Cohen’s d for the Paired Design: A Better Way to Find the Confidence Interval

I’ve just read a great series of papers by Denis Cousineau and Jean-Christophe Goulet-Pelletier. They propose a new way to calculate a CI on Cohen’s d in the paired design (e.g., a pre-post study). It’s an approximation, but they show that it’s excellent. Great! We’ll be using it in esci jamovi.

Background

Cohen’s d is the ratio of an effect size (often a mean, or difference between means) to a standard deviation. Typically both are estimates from the data, so it’s hardly surprising that the distribution of d is complicated. We need noncentral t distributions. As Sue Finch and I explained back in 2001 (Cumming & Finch, 2001), noncentral t distributions allow us to calculate accurate CIs on d. The method works for the single group case, and for two independent groups, assuming homogeneity of variance.

Back then we used a very early version of ESCI to illustrate how sliding two ever-changing noncentral t curves along the d axis (the pivot method) allowed us, for those two designs, to find the lower and upper bounds of the CI on the d calculated from sample data. The figure below uses the version of ESCI that goes with UTNS to illustrate the pivot method.

For the paired design we couldn’t, alas, find even a good approximate way to calculate a CI on d.

Paired design: The Algina & Keselman approximation

Happily, by the time I was writing UTNS, Algina & Keselman (2003) had proposed an approximate solution to the problem of the paired case. They reported simulations that showed their method was pretty good, for a limited range of situations. In UTNS, pp. 306-307, I described my efforts to use simulations to assess their method. I found I could broaden the range of cases for which the approximation did well. Even so, there were limits, as stated in ESCI. For example, N had to be at least 6, and dunbiased could not be greater than 2. But at least ESCI could provide a quite good approximate CI on d, for the paired design, for pretty much all cases researchers are likely to encounter.

Debiasing d

The usual d = [(effect size)/SD] overestimates δ. A simple correction factor, which depends on the df of the SD, gives us dunbiased, which is what we should routinely use. In UTNS, for the paired case, I followed Borenstein et al. (2009) and used df = (N – 1), even though this seemed a little strange, given that the SD is estimated from the standard deviations of both measures (e.g., the pre-scores and the post-scores).

The big leaps forward

df for debiasing, paired design

Goulet-Pelletier & Cousineau (2018 here, and erratum 2020 here) report a wide-ranging review of d and its CI. Their simulations suggest that in the paired case debiasing should use df = 2(N – 1), not (N – 1) as I used in UTNS and ESCI. They refer to dunbiased as g.

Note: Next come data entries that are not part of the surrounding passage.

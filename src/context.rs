// file: src/context.rs
// version: 1.0.0
// guid: 31c6a2ee-73cd-492f-8cf5-4126e245ded5

//! Deployment context resolved once at pipeline start

use crate::config::DeployConfig;
use crate::error::{DeployError, Result};
use crate::runner::system::is_root;
use std::path::{Path, PathBuf};

/// Environment variables consulted, in order, for the invoking user
const USER_VARS: [&str; 3] = ["SUDO_USER", "USER", "LOGNAME"];

/// Immutable facts about the target host and application
#[derive(Debug, Clone, PartialEq)]
pub struct DeploymentContext {
    /// Application directory (absolute)
    pub app_dir: PathBuf,
    /// Account the service runs as
    pub user: String,
    pub group: String,
    pub service_name: String,
    pub interpreter: String,
    pub entry_module: String,
    pub venv_dir: PathBuf,
    pub requirements: PathBuf,
    pub env_file: PathBuf,
    pub env_template: PathBuf,
    pub log_dir: PathBuf,
    /// Unit descriptor template shipped with the application
    pub unit_template: PathBuf,
    /// Where the rendered unit is installed
    pub unit_path: PathBuf,
    /// Running as root on behalf of another account; files the service reads
    /// or writes must be handed over to `user:group` after creation
    pub hand_over_ownership: bool,
}

impl DeploymentContext {
    /// Resolve the context using the process environment for the user identity
    pub fn resolve(app_dir: &Path, config: &DeployConfig) -> Result<Self> {
        let user = invoking_user(|name| std::env::var(name).ok())?;
        let mut ctx = Self::resolve_for_user(app_dir, config, user)?;
        ctx.hand_over_ownership = is_root() && ctx.user != "root";
        Ok(ctx)
    }

    /// Resolve the context for an explicit user
    pub fn resolve_for_user(
        app_dir: &Path,
        config: &DeployConfig,
        user: impl Into<String>,
    ) -> Result<Self> {
        let app_dir = std::fs::canonicalize(app_dir).map_err(|e| {
            DeployError::config(format!(
                "Application directory {} is not accessible: {}",
                app_dir.display(),
                e
            ))
        })?;
        if !app_dir.is_dir() {
            return Err(DeployError::config(format!(
                "{} is not a directory",
                app_dir.display()
            )));
        }

        let user = user.into();
        let group = if config.service.group.trim().is_empty() {
            user.clone()
        } else {
            config.service.group.trim().to_string()
        };

        let unit_file = config.service.unit_file_name();
        let paths = &config.paths;

        Ok(Self {
            venv_dir: app_dir.join(&paths.venv_dir),
            requirements: app_dir.join(&paths.requirements),
            env_file: app_dir.join(&paths.env_file),
            env_template: app_dir.join(&paths.env_template),
            log_dir: app_dir.join(&paths.log_dir),
            unit_template: app_dir.join(&unit_file),
            unit_path: config.service.unit_dir.join(&unit_file),
            service_name: config.service.name.clone(),
            interpreter: config.runtime.interpreter.clone(),
            entry_module: config.runtime.entry_module.clone(),
            app_dir,
            user,
            group,
            hand_over_ownership: false,
        })
    }

    /// Interpreter inside the virtualenv
    pub fn venv_python(&self) -> PathBuf {
        self.venv_dir.join("bin").join("python")
    }

    pub fn venv_pip(&self) -> PathBuf {
        self.venv_dir.join("bin").join("pip")
    }

    /// `user:group` argument for chown
    pub fn owner(&self) -> String {
        format!("{}:{}", self.user, self.group)
    }

    /// Command an operator can use to start the application by hand
    pub fn manual_start_command(&self) -> String {
        format!(
            "cd {} && {} {}.py",
            self.app_dir.display(),
            self.venv_python().display(),
            self.entry_module
        )
    }
}

/// First non-empty, non-root user among `SUDO_USER`, `USER`, `LOGNAME`
///
/// `SUDO_USER` wins so that `sudo gateway-deploy` still installs the service
/// for the operator rather than for root.
pub fn invoking_user<F>(lookup: F) -> Result<String>
where
    F: Fn(&str) -> Option<String>,
{
    let mut fallback = None;
    for var in USER_VARS {
        if let Some(value) = lookup(var).map(|v| v.trim().to_string()) {
            if value.is_empty() {
                continue;
            }
            if value != "root" {
                return Ok(value);
            }
            if fallback.is_none() {
                fallback = Some(value);
            }
        }
    }

    fallback.ok_or_else(|| {
        DeployError::config("Cannot determine the invoking user (SUDO_USER/USER/LOGNAME unset)")
    })
}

Then Fitts (2020 here) investigated this issue and found by simulation that the debiasing df needs to reflect ρ, the population correlation between the two measures. When ρ = 0, as in the independent groups case, df = 2(N – 1), as for independent groups. If ρ = 1, then df = (N – 1). Intermediate values of ρ need intermediate values of df.

Cousineau (2020 here) took a major step forward by finding a good approximation to the distribution for d in the paired design, and a formula for the df that includes ρ.

A CI on d, paired design

Now, hot off the press, Cousineau & Goulet-Pelletier (2021 here) report a massive set of simulations that assess eight (!!) ways to calculate an approximate CI on d, five of them being their new proposals. The Algina-Keselman method that I used in UTNS turns out to be reasonable, but isn’t the best. The best is the ‘Adjusted Λ’ [“lambda-prime”] method’, which is one of their new proposals. This gives CIs that have very close to 95% coverage, and some other desirable properties, for a wide range of values of N, d, and ρ.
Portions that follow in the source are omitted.